When HyperPAV was announced, the extinction of IOSQ was expected to follow shortly. And indeed for most customers IOSQ time is more or less an endangered species. Yet in some cases a bit of IOSQ remains, and even queuing on HyperPAV aliases may be observed. The reflexive reaction from a good performance analyst is to interpret the queuing as a shortage that can be addressed by adding more Hypers. But is this really a good idea? Adding aliases will only increase overhead and will decrease WLM’s ability to handle important I/Os with priority. Let me explain why.
HyperPAV, like many I/O related things in z/OS, works on an LCU basis. LCUs are a management concept in z/OS: each LCU can support up 8 channels for data transfer, and up to 256 device addresses. With HyperPAV, some of the 256 addresses are used for regular volumes (“base addresses”), and some are available as “aliases”. You do not need to use all 256 addresses; it is perfectly valid to have no more than 64 base addresses and 32 aliases in an LCU.
Unlike SCSI devices that use tag command queuing, z/OS I/O devices were historically designed to only handle one I/O operation per device address at a time. HyperPAV circumvents this issue by assigning alias addresses “on demand” when additional I/O operations arrive for a particular device address. This way, a single logical volume (“volser”) can handle many I/O operations at any point in time, up to the number of available aliases. Thus it seems logical that any signs of IOSQ could be resolved by simply adding aliases. However this ignores other constraints.

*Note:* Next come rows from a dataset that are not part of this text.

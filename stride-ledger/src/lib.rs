//! Durable distance ledger backed by SQLite.
//!
//! One row per participant, keyed by the external provider id. Totals are
//! stored as canonical `Decimal` strings and updated through a
//! read-modify-write transaction so accounting stays exact; SQLite arithmetic
//! on the column would silently coerce to floating point.

use std::path::Path;
use std::sync::Mutex;

use chrono::{DateTime, Utc};
use rusqlite::{params, Connection, OptionalExtension};
use rust_decimal::Decimal;
use stride_core::{Meters, Participant, Provider};
use thiserror::Error;
use tracing::debug;

/// Result alias for ledger operations.
pub type LedgerResult<T> = Result<T, LedgerError>;

/// Ledger-specific error type. Storage failures are loud by design: callers
/// surface them as internal errors rather than degrading silently.
#[derive(Debug, Error)]
pub enum LedgerError {
    /// The addressed participant does not exist.
    #[error("unknown participant: {0}")]
    UnknownParticipant(String),
    /// A candidate display name collided with an existing one.
    #[error("display name already taken: {0}")]
    NameTaken(String),
    /// Cumulative totals only ever grow; negative deltas are a caller bug.
    #[error("negative distance delta: {0}")]
    NegativeDelta(Meters),
    /// A stored row failed to parse back into domain types.
    #[error("corrupt row for participant {id}: {detail}")]
    CorruptRow { id: String, detail: String },
    #[error(transparent)]
    Sqlite(#[from] rusqlite::Error),
}

/// SQLite-backed store of participants and their cumulative distances.
pub struct DistanceLedger {
    conn: Mutex<Connection>,
}

/// Column tuple read straight out of SQLite before domain conversion.
type RawRow = (i64, String, String, String, String, String, String);

impl DistanceLedger {
    /// Open (or create) the ledger at the given path.
    pub fn open(path: &Path) -> LedgerResult<Self> {
        let conn = Connection::open(path)?;
        Self::with_connection(conn)
    }

    /// Open an ephemeral in-memory ledger. Used by tests and demo runs.
    pub fn open_in_memory() -> LedgerResult<Self> {
        let conn = Connection::open_in_memory()?;
        Self::with_connection(conn)
    }

    fn with_connection(conn: Connection) -> LedgerResult<Self> {
        conn.execute_batch(
            r#"
            CREATE TABLE IF NOT EXISTS participants (
                seq INTEGER PRIMARY KEY AUTOINCREMENT,
                id TEXT NOT NULL UNIQUE,
                external_id TEXT NOT NULL UNIQUE,
                display_name TEXT NOT NULL UNIQUE,
                preferred_provider TEXT NOT NULL,
                total_meters TEXT NOT NULL DEFAULT '0',
                created_at TEXT NOT NULL
            );
            "#,
        )?;
        Ok(Self {
            conn: Mutex::new(conn),
        })
    }

    /// Insert-or-fetch a participant for the given external id.
    ///
    /// At most one row ever exists per external id; concurrent first contacts
    /// resolve to a single winner and the losers observe the stored row. The
    /// boolean reports whether this call created the row. A display name
    /// collision surfaces as [`LedgerError::NameTaken`] so the caller can
    /// retry with a fresh candidate.
    pub fn upsert_participant(
        &self,
        external_id: &str,
        provider: Provider,
        candidate_id: &str,
        candidate_name: &str,
    ) -> LedgerResult<(Participant, bool)> {
        let conn = self.conn.lock().unwrap();
        let inserted = conn
            .execute(
                r#"
                INSERT INTO participants (id, external_id, display_name, preferred_provider, total_meters, created_at)
                VALUES (?1, ?2, ?3, ?4, '0', ?5)
                ON CONFLICT(external_id) DO NOTHING
                "#,
                params![
                    candidate_id,
                    external_id,
                    candidate_name,
                    provider.as_str(),
                    Utc::now().to_rfc3339(),
                ],
            )
            .map_err(|err| match err {
                rusqlite::Error::SqliteFailure(_, Some(ref message))
                    if message.contains("participants.display_name") =>
                {
                    LedgerError::NameTaken(candidate_name.to_string())
                }
                other => LedgerError::from(other),
            })?;

        let row = conn.query_row(
            "SELECT seq, id, external_id, display_name, preferred_provider, total_meters, created_at
             FROM participants WHERE external_id = ?1",
            params![external_id],
            Self::read_raw_row,
        )?;
        drop(conn);
        Ok((Self::row_to_participant(row)?, inserted == 1))
    }

    /// Fetch a participant by external id, if present.
    pub fn find_by_external_id(&self, external_id: &str) -> LedgerResult<Option<Participant>> {
        let conn = self.conn.lock().unwrap();
        let row = conn
            .query_row(
                "SELECT seq, id, external_id, display_name, preferred_provider, total_meters, created_at
                 FROM participants WHERE external_id = ?1",
                params![external_id],
                Self::read_raw_row,
            )
            .optional()?;
        drop(conn);
        row.map(Self::row_to_participant).transpose()
    }

    /// Add an accepted distance to a participant's cumulative total.
    ///
    /// The read and the write happen inside one transaction, which together
    /// with the connection mutex makes the increment atomic. Returns the new
    /// cumulative total.
    pub fn apply_delta(&self, participant_id: &str, delta: Meters) -> LedgerResult<Meters> {
        if delta < Decimal::ZERO {
            return Err(LedgerError::NegativeDelta(delta));
        }
        let mut conn = self.conn.lock().unwrap();
        let tx = conn.transaction()?;
        let stored: String = tx
            .query_row(
                "SELECT total_meters FROM participants WHERE id = ?1",
                params![participant_id],
                |row| row.get(0),
            )
            .map_err(|err| match err {
                rusqlite::Error::QueryReturnedNoRows => {
                    LedgerError::UnknownParticipant(participant_id.to_string())
                }
                other => LedgerError::from(other),
            })?;
        let current = Self::parse_total(participant_id, &stored)?;
        let next = current + delta;
        tx.execute(
            "UPDATE participants SET total_meters = ?1 WHERE id = ?2",
            params![next.to_string(), participant_id],
        )?;
        tx.commit()?;
        debug!(participant = %participant_id, delta = %delta, total = %next, "ledger delta applied");
        Ok(next)
    }

    /// Change the provider a participant accepts events from.
    pub fn set_preferred_provider(
        &self,
        external_id: &str,
        provider: Provider,
    ) -> LedgerResult<Participant> {
        let conn = self.conn.lock().unwrap();
        let updated = conn.execute(
            "UPDATE participants SET preferred_provider = ?1 WHERE external_id = ?2",
            params![provider.as_str(), external_id],
        )?;
        if updated == 0 {
            return Err(LedgerError::UnknownParticipant(external_id.to_string()));
        }
        let row = conn.query_row(
            "SELECT seq, id, external_id, display_name, preferred_provider, total_meters, created_at
             FROM participants WHERE external_id = ?1",
            params![external_id],
            Self::read_raw_row,
        )?;
        drop(conn);
        Self::row_to_participant(row)
    }

    /// Every participant in creation order. This is the rebuild feed for the
    /// ranked live view.
    pub fn scan(&self) -> LedgerResult<Vec<Participant>> {
        let conn = self.conn.lock().unwrap();
        let mut stmt = conn.prepare(
            "SELECT seq, id, external_id, display_name, preferred_provider, total_meters, created_at
             FROM participants ORDER BY seq ASC",
        )?;
        let rows = stmt.query_map([], Self::read_raw_row)?;
        let mut participants = Vec::new();
        for row in rows {
            participants.push(Self::row_to_participant(row?)?);
        }
        Ok(participants)
    }

    /// Exact sum of all cumulative totals, computed in decimal space.
    pub fn sum_total_meters(&self) -> LedgerResult<Meters> {
        Ok(self
            .scan()?
            .iter()
            .map(|participant| participant.total_meters)
            .sum())
    }

    /// Number of registered participants.
    pub fn participant_count(&self) -> LedgerResult<u64> {
        let conn = self.conn.lock().unwrap();
        let count: i64 = conn.query_row("SELECT COUNT(*) FROM participants", [], |row| row.get(0))?;
        Ok(count as u64)
    }

    /// Zero every cumulative total while keeping participants and names.
    /// Returns the number of affected rows.
    pub fn reset_totals(&self) -> LedgerResult<usize> {
        let conn = self.conn.lock().unwrap();
        let zeroed = conn.execute("UPDATE participants SET total_meters = '0'", [])?;
        Ok(zeroed)
    }

    /// Cheap liveness probe used by the health endpoint.
    pub fn ping(&self) -> LedgerResult<()> {
        let conn = self.conn.lock().unwrap();
        conn.query_row("SELECT 1", [], |row| row.get::<_, i64>(0))?;
        Ok(())
    }

    fn read_raw_row(row: &rusqlite::Row<'_>) -> rusqlite::Result<RawRow> {
        Ok((
            row.get(0)?,
            row.get(1)?,
            row.get(2)?,
            row.get(3)?,
            row.get(4)?,
            row.get(5)?,
            row.get(6)?,
        ))
    }

    fn row_to_participant(row: RawRow) -> LedgerResult<Participant> {
        let (seq, id, external_id, display_name, provider, total, created_at) = row;
        let preferred_provider: Provider =
            provider.parse().map_err(|_| LedgerError::CorruptRow {
                id: id.clone(),
                detail: format!("unknown provider {provider}"),
            })?;
        let total_meters = Self::parse_total(&id, &total)?;
        let created_at: DateTime<Utc> = created_at
            .parse::<DateTime<Utc>>()
            .map_err(|err| LedgerError::CorruptRow {
                id: id.clone(),
                detail: format!("bad created_at timestamp: {err}"),
            })?;
        Ok(Participant {
            id,
            external_id,
            display_name,
            preferred_provider,
            total_meters,
            creation_seq: seq,
            created_at,
        })
    }

    fn parse_total(id: &str, raw: &str) -> LedgerResult<Meters> {
        raw.parse::<Decimal>().map_err(|err| LedgerError::CorruptRow {
            id: id.to_string(),
            detail: format!("bad total_meters value {raw:?}: {err}"),
        })
    }
}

The total number of I/O operations that can be handled concurrently by an LCU is constrained by the number of devices and the number of FICON channels. Devices are logical resources for which the work is spread over very many physical back-end drives, but FICON channels are real resources, using real host interface boards in the storage systems. Both the channels and the interface boards have limited processing and data transfer capability.
When 32 aliases and (say) 16 base addresses are used, this means that 48 concurrent I/O operations are supported for a particular LCU, or 6 operations per FICON channel (48 concurrent I/Os divided by 8 FICON channels). As typically most operations are handled at cache speed (read hits, sequential reads, writes) there is really no point in starting even more operations at the same time by increasing the number of aliases. You will only create internal queuing inside the storage system, resulting in less efficient operation and higher pending, connect and disconnect times. You may reduce the IOSQ time, but you pay for it elsewhere.
Another commonly used argument is that more aliases (than 32, or any number) are needed, because RMF reports that sometimes all aliases are used, regardless of whether there is visible IOSQ time. In many cases that we have investigated, these ‘all hypers used’ conditions are caused by DB2 buffer flushes, where DB2 flushes very many buffers at the expiration of an interval. DB2 queues up so many I/O requests that all aliases are exhausted, connect time will explode, and it will take the storage system quite a while to recover. ‘A while’ may be only 0.1 second, but during that 0.1 second no other work can be started since all aliases are claimed by this essentially asynchronous DB2 work. When 32 aliases are defined, DB2 will not be able to claim more than 32, and any excess I/Os are queued. That may seem bad, but it means that when more important work comes in, the Workload Manager can still give these I/Os priority! And the DB2 I/Os buffer flush I/Os are asynchronous to begin with, so they should not be allowed to monopolize a storage system.
Having fewer aliases means that your storage system may be driven into saturation by short spikes but z/OS WLM will be able to give priority to new I/Os, and thus it is harder in general for a single application to dominate an LCU.
Our recommendation is that the number of aliases be based on your assessment how many I/Os you will be able to process concurrently on a channel set. When making this estimate, please consider that multiple LCUs tend to share the same sets of ports, further reducing the maximum throughput that is possible. It is very unlikely that this analysis will give a higher number than 32.
There is one exception to this rule. When connect time is only a small portion of the total service time it may make sense to increase the aliases. This may happen for example because of high disconnect for read-miss, or because of I/O to remote sites where pending time is elevated due to distance. In these rare instances it does make sense to try and get more concurrent I/Os started on the FICON links by using more aliases.